Über die Amoralität der herrschenden Vernunft. Von Thomas Gebauer aus dem Medico Rundschreiben 01/2012
Eine Nachricht macht die Runde, die eigentlich den Verfassungsschutz auf den Plan rufen müsste, sollte es ihm wirklich darum gehen, die Grundfesten der Gesellschaft zu schützen. Ende Januar 2012 vermeldet „Standard & Poor s“, dass aufgrund der Überalterung der Bevölkerung in vielen G-20-Ländern, insbesondere in Europa, die Gesundheitsaufwendungen wachsen würden und deshalb einige dieser Länder schon bald in ihrer Kreditwürdigkeit herabgestuft werden könnten. Ihre unverhohlene Drohung verbindet die unterdessen notorisch bekannte Rating-Agentur mit der Empfehlung, die Regierungen müssten endlich entschlossen nicht nur die Renten senken, sondern auch die Gesundheitsausgaben anpacken.

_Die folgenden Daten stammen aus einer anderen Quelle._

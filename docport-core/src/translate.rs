//! Name translation between source tables/columns and document fields.
//!
//! The translation map is loaded once per run and is read-only during
//! export. It runs in one of two explicit modes:
//!
//! - **strict**: built from `"Table/Column" -> "table/column"` entries;
//!   every lookup must hit an entry, and a miss is fatal. A partially
//!   filled map never falls back to identity.
//! - **passthrough**: no translation source was supplied; every name maps
//!   to itself. This is a deliberate construction, distinguishable from an
//!   incomplete strict map.

use std::collections::BTreeMap;
use std::path::Path;

use crate::Result;
use crate::error::ExportError;
use crate::models::{Document, Value};

/// Composite key separator in translation entries.
const SEPARATOR: char = '/';

#[derive(Debug, Default)]
struct StrictMap {
    /// ("Table", "Column") -> ("table", "column")
    fields: BTreeMap<(String, String), (String, String)>,
    /// "Table" -> "table", derived from the field entries
    tables: BTreeMap<String, String>,
    /// "table" -> all source tables that translate to it
    reverse: BTreeMap<String, Vec<String>>,
}

/// Operator-supplied renaming table, or the explicit identity.
#[derive(Debug)]
pub enum TranslationMap {
    Passthrough,
    Strict(Box<StrictTranslation>),
}

/// The strict-mode payload. Kept opaque; all access goes through
/// [`TranslationMap`].
#[derive(Debug)]
pub struct StrictTranslation {
    inner: StrictMap,
}

impl TranslationMap {
    /// Explicit identity mode: every table and field maps to itself.
    pub fn passthrough() -> Self {
        TranslationMap::Passthrough
    }

    /// Builds a strict map from `"Table/Column" -> "table/column"`
    /// entries.
    ///
    /// Fails on malformed keys or values, on duplicate source fields, on
    /// inconsistent table mappings (one source table translating to two
    /// different names across its fields), and on two source fields
    /// colliding onto one translated field (the second would silently
    /// overwrite the first in every exported document).
    pub fn from_entries<I>(entries: I) -> Result<Self>
    where
        I: IntoIterator<Item = (String, String)>,
    {
        let mut inner = StrictMap::default();
        let mut targets: BTreeMap<(String, String), String> = BTreeMap::new();

        for (key, target) in entries {
            let (table, column) = split_composite(&key)?;
            let (translated_table, translated_column) = split_composite(&target)?;

            match inner.tables.get(table) {
                None => {
                    inner
                        .tables
                        .insert(table.to_string(), translated_table.to_string());
                    inner
                        .reverse
                        .entry(translated_table.to_string())
                        .or_default()
                        .push(table.to_string());
                }
                Some(existing) if existing != translated_table => {
                    return Err(ExportError::configuration(format!(
                        "inconsistent table translation for '{table}': \
                         both '{existing}' and '{translated_table}'"
                    )));
                }
                Some(_) => {}
            }

            if let Some(earlier) = targets.insert(
                (translated_table.to_string(), translated_column.to_string()),
                key.clone(),
            ) {
                return Err(ExportError::configuration(format!(
                    "translated field '{translated_table}{SEPARATOR}{translated_column}' \
                     is targeted by both '{earlier}' and '{key}'"
                )));
            }

            let previous = inner.fields.insert(
                (table.to_string(), column.to_string()),
                (translated_table.to_string(), translated_column.to_string()),
            );
            if previous.is_some() {
                return Err(ExportError::configuration(format!(
                    "duplicate translation entry for '{key}'"
                )));
            }
        }

        Ok(TranslationMap::Strict(Box::new(StrictTranslation { inner })))
    }

    /// Parses a strict map from a YAML mapping document.
    pub fn from_yaml_str(content: &str) -> Result<Self> {
        let entries: BTreeMap<String, String> =
            serde_yaml::from_str(content).map_err(|e| ExportError::Yaml {
                context: "translation map".to_string(),
                source: e,
            })?;
        Self::from_entries(entries)
    }

    /// Loads a strict map from a YAML file.
    pub async fn from_yaml_file(path: &Path) -> Result<Self> {
        let content = tokio::fs::read_to_string(path)
            .await
            .map_err(|e| ExportError::io(format!("failed to read {}", path.display()), e))?;
        Self::from_yaml_str(&content)
    }

    pub fn is_passthrough(&self) -> bool {
        matches!(self, TranslationMap::Passthrough)
    }

    /// Resolves one field to its translated `(table, column)` pair.
    ///
    /// In strict mode a missing entry is [`ExportError::UnmappedField`]:
    /// later stages assume every exported field was renamed on purpose, so
    /// defaulting to identity here would silently corrupt output.
    pub fn resolve_field<'a>(&'a self, table: &'a str, column: &'a str) -> Result<(&'a str, &'a str)> {
        match self {
            TranslationMap::Passthrough => Ok((table, column)),
            TranslationMap::Strict(strict) => strict
                .inner
                .fields
                .get(&(table.to_string(), column.to_string()))
                .map(|(t, c)| (t.as_str(), c.as_str()))
                .ok_or_else(|| ExportError::UnmappedField {
                    table: table.to_string(),
                    column: column.to_string(),
                }),
        }
    }

    /// Translated name for a source table.
    pub fn translated_table<'a>(&'a self, table: &'a str) -> Result<&'a str> {
        match self {
            TranslationMap::Passthrough => Ok(table),
            TranslationMap::Strict(strict) => strict
                .inner
                .tables
                .get(table)
                .map(String::as_str)
                .ok_or_else(|| ExportError::UnmappedTable {
                    table: table.to_string(),
                }),
        }
    }

    /// Reverse lookup: source table for a translated table name.
    ///
    /// Several source tables collapsing onto one translated name is
    /// [`ExportError::AmbiguousTable`]; picking the first match would
    /// silently drop the other tables' data.
    pub fn resolve_table<'a>(&'a self, translated: &'a str) -> Result<&'a str> {
        match self {
            TranslationMap::Passthrough => Ok(translated),
            TranslationMap::Strict(strict) => {
                match strict.inner.reverse.get(translated).map(Vec::as_slice) {
                    Some([single]) => Ok(single.as_str()),
                    Some(candidates) if candidates.len() > 1 => {
                        Err(ExportError::AmbiguousTable {
                            translated: translated.to_string(),
                            candidates: candidates.to_vec(),
                        })
                    }
                    _ => Err(ExportError::UnmappedTable {
                        table: translated.to_string(),
                    }),
                }
            }
        }
    }

    /// Renames every key of a raw row mapping.
    ///
    /// Any single unresolvable field aborts the whole document; partial
    /// documents are never emitted.
    pub fn translate_document<I>(&self, table: &str, raw: I) -> Result<Document>
    where
        I: IntoIterator<Item = (String, Value)>,
    {
        let mut document = Document::new();
        for (column, value) in raw {
            let (_, translated_column) = self.resolve_field(table, &column)?;
            document.insert(translated_column, value);
        }
        Ok(document)
    }
}

fn split_composite(composite: &str) -> Result<(&str, &str)> {
    match composite.split_once(SEPARATOR) {
        Some((table, column))
            if !table.is_empty() && !column.is_empty() && !column.contains(SEPARATOR) =>
        {
            Ok((table, column))
        }
        _ => Err(ExportError::configuration(format!(
            "malformed translation key '{composite}': expected 'table{SEPARATOR}column'"
        ))),
    }
}

#[cfg(test)]
mod tests {
    use super::*;

    fn strict(entries: &[(&str, &str)]) -> TranslationMap {
        TranslationMap::from_entries(
            entries
                .iter()
                .map(|(k, v)| (k.to_string(), v.to_string())),
        )
        .unwrap()
    }

    #[test]
    fn test_resolve_field_basic() {
        let map = strict(&[("Customer/Name", "customers/full_name")]);
        assert_eq!(
            map.resolve_field("Customer", "Name").unwrap(),
            ("customers", "full_name")
        );
    }

    #[test]
    fn test_resolve_field_is_deterministic() {
        let map = strict(&[("Customer/Name", "customers/full_name")]);
        let first = map.resolve_field("Customer", "Name").unwrap();
        let second = map.resolve_field("Customer", "Name").unwrap();
        assert_eq!(first, second);
    }

    #[test]
    fn test_resolve_field_missing_is_fatal() {
        let map = strict(&[("Customer/Name", "customers/full_name")]);
        let err = map.resolve_field("Customer", "Unknown").unwrap_err();
        assert!(matches!(err, ExportError::UnmappedField { .. }));
    }

    #[test]
    fn test_passthrough_is_identity() {
        let map = TranslationMap::passthrough();
        assert!(map.is_passthrough());
        assert_eq!(
            map.resolve_field("Customer", "Name").unwrap(),
            ("Customer", "Name")
        );
        assert_eq!(map.translated_table("Customer").unwrap(), "Customer");
        assert_eq!(map.resolve_table("Customer").unwrap(), "Customer");
    }

    #[test]
    fn test_resolve_table_reverse_lookup() {
        let map = strict(&[("Customer/Name", "customers/full_name")]);
        assert_eq!(map.resolve_table("customers").unwrap(), "Customer");
    }

    #[test]
    fn test_resolve_table_ambiguous() {
        let map = strict(&[
            ("Customer/Name", "people/name"),
            ("Employee/Name", "people/name2"),
        ]);
        let err = map.resolve_table("people").unwrap_err();
        match err {
            ExportError::AmbiguousTable {
                translated,
                candidates,
            } => {
                assert_eq!(translated, "people");
                assert_eq!(candidates.len(), 2);
            }
            other => panic!("expected AmbiguousTable, got {other:?}"),
        }
    }

    #[test]
    fn test_resolve_table_unmapped() {
        let map = strict(&[("Customer/Name", "customers/full_name")]);
        assert!(matches!(
            map.resolve_table("nothing").unwrap_err(),
            ExportError::UnmappedTable { .. }
        ));
    }

    #[test]
    fn test_inconsistent_table_mapping_rejected() {
        let result = TranslationMap::from_entries([
            ("Customer/Name".to_string(), "customers/name".to_string()),
            ("Customer/Age".to_string(), "clients/age".to_string()),
        ]);
        assert!(matches!(
            result.unwrap_err(),
            ExportError::Configuration { .. }
        ));
    }

    #[test]
    fn test_duplicate_entry_rejected() {
        let result = TranslationMap::from_entries([
            ("Customer/Name".to_string(), "customers/name".to_string()),
            ("Customer/Name".to_string(), "customers/name2".to_string()),
        ]);
        assert!(result.is_err());
    }

    #[test]
    fn test_colliding_translated_fields_rejected() {
        // Accepting this map would let translate_document overwrite one
        // field with the other.
        let result = TranslationMap::from_entries([
            ("Customer/First".to_string(), "customers/name".to_string()),
            ("Customer/Last".to_string(), "customers/name".to_string()),
        ]);
        match result.unwrap_err() {
            ExportError::Configuration { message } => {
                assert!(message.contains("customers/name"));
                assert!(message.contains("Customer/First"));
                assert!(message.contains("Customer/Last"));
            }
            other => panic!("expected Configuration, got {other:?}"),
        }
    }

    #[test]
    fn test_translated_documents_keep_every_field() {
        let map = strict(&[
            ("Customer/First", "customers/given_name"),
            ("Customer/Last", "customers/family_name"),
        ]);
        let doc = map
            .translate_document(
                "Customer",
                [
                    ("First".to_string(), Value::Text("Ada".to_string())),
                    ("Last".to_string(), Value::Text("Lovelace".to_string())),
                ],
            )
            .unwrap();
        assert_eq!(doc.len(), 2);
        assert_eq!(
            doc.get("given_name"),
            Some(&Value::Text("Ada".to_string()))
        );
        assert_eq!(
            doc.get("family_name"),
            Some(&Value::Text("Lovelace".to_string()))
        );
    }

    #[test]
    fn test_malformed_entry_rejected() {
        assert!(TranslationMap::from_entries([(
            "CustomerName".to_string(),
            "customers/name".to_string()
        )])
        .is_err());
        assert!(TranslationMap::from_entries([(
            "Customer/Name".to_string(),
            "customers".to_string()
        )])
        .is_err());
        assert!(TranslationMap::from_entries([(
            "Customer/Na/me".to_string(),
            "customers/name".to_string()
        )])
        .is_err());
    }

    #[test]
    fn test_translate_document_renames_all_fields() {
        let map = strict(&[
            ("Customer/Name", "customers/full_name"),
            ("Customer/Age", "customers/age"),
        ]);
        let doc = map
            .translate_document(
                "Customer",
                [
                    ("Name".to_string(), Value::Text("Ada".to_string())),
                    ("Age".to_string(), Value::Int(36)),
                ],
            )
            .unwrap();
        assert_eq!(doc.get("full_name"), Some(&Value::Text("Ada".to_string())));
        assert_eq!(doc.get("age"), Some(&Value::Int(36)));
        assert!(doc.get("Name").is_none());
    }

    #[test]
    fn test_translate_document_aborts_on_single_miss() {
        let map = strict(&[("Customer/Name", "customers/full_name")]);
        let result = map.translate_document(
            "Customer",
            [
                ("Name".to_string(), Value::Text("Ada".to_string())),
                ("Age".to_string(), Value::Int(36)),
            ],
        );
        assert!(matches!(
            result.unwrap_err(),
            ExportError::UnmappedField { .. }
        ));
    }

    #[test]
    fn test_from_yaml_str() {
        let map = TranslationMap::from_yaml_str(
            "\"Customer/Name\": \"customers/full_name\"\n\"Customer/Age\": \"customers/age\"\n",
        )
        .unwrap();
        assert_eq!(
            map.resolve_field("Customer", "Name").unwrap(),
            ("customers", "full_name")
        );
    }
}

Etwa zeitgleich macht eine große deutsche Bank von sich Reden, die offenbar schon länger mit der Gesundheit der Menschen spekuliert, genauer: mit dem größer werdenden Risiko, das Lebensversicherungsgesellschaften für den Fall eingehen, dass den Versicherten ein langes Leben beschieden sein sollte. Dieses Risiko, „langes Leben“, hat die Bank den Versicherern abgekauft, um es als verbrieftes Zertifikat an potentielle Anleger weiterzuverkaufen. Deren Rendite – und damit auch der Umsatz der Bank – steigert sich in dem Maße, wie die Versicherten früher sterben – was bei sinkenden Renten- und Gesundheitsaufwendungen zumindest wahrscheinlicher ist.
Die Dinge, so ist bei aller Empörung festzustellen, entbehren nicht einer gewissen Logik. Es ist die Logik einer Vernunft, die längst das aus dem Blick verloren hat, was sie einmal angetrieben hat: die Idee der Aufklärung, die ursprünglich darauf zielte, die Menschen aus einer selbstverschuldeten Unmündigkeit zu befreien. Der aufgeklärte Mensch, so wollte es Immanuel Kant, verträgt keine ihm äußerliche Autorität; er solle einzig seinen Verstand nutzen, selbstbestimmt und unabhängig jedweder Zwänge, zum Wohle eines friedvollen Zusammenlebens.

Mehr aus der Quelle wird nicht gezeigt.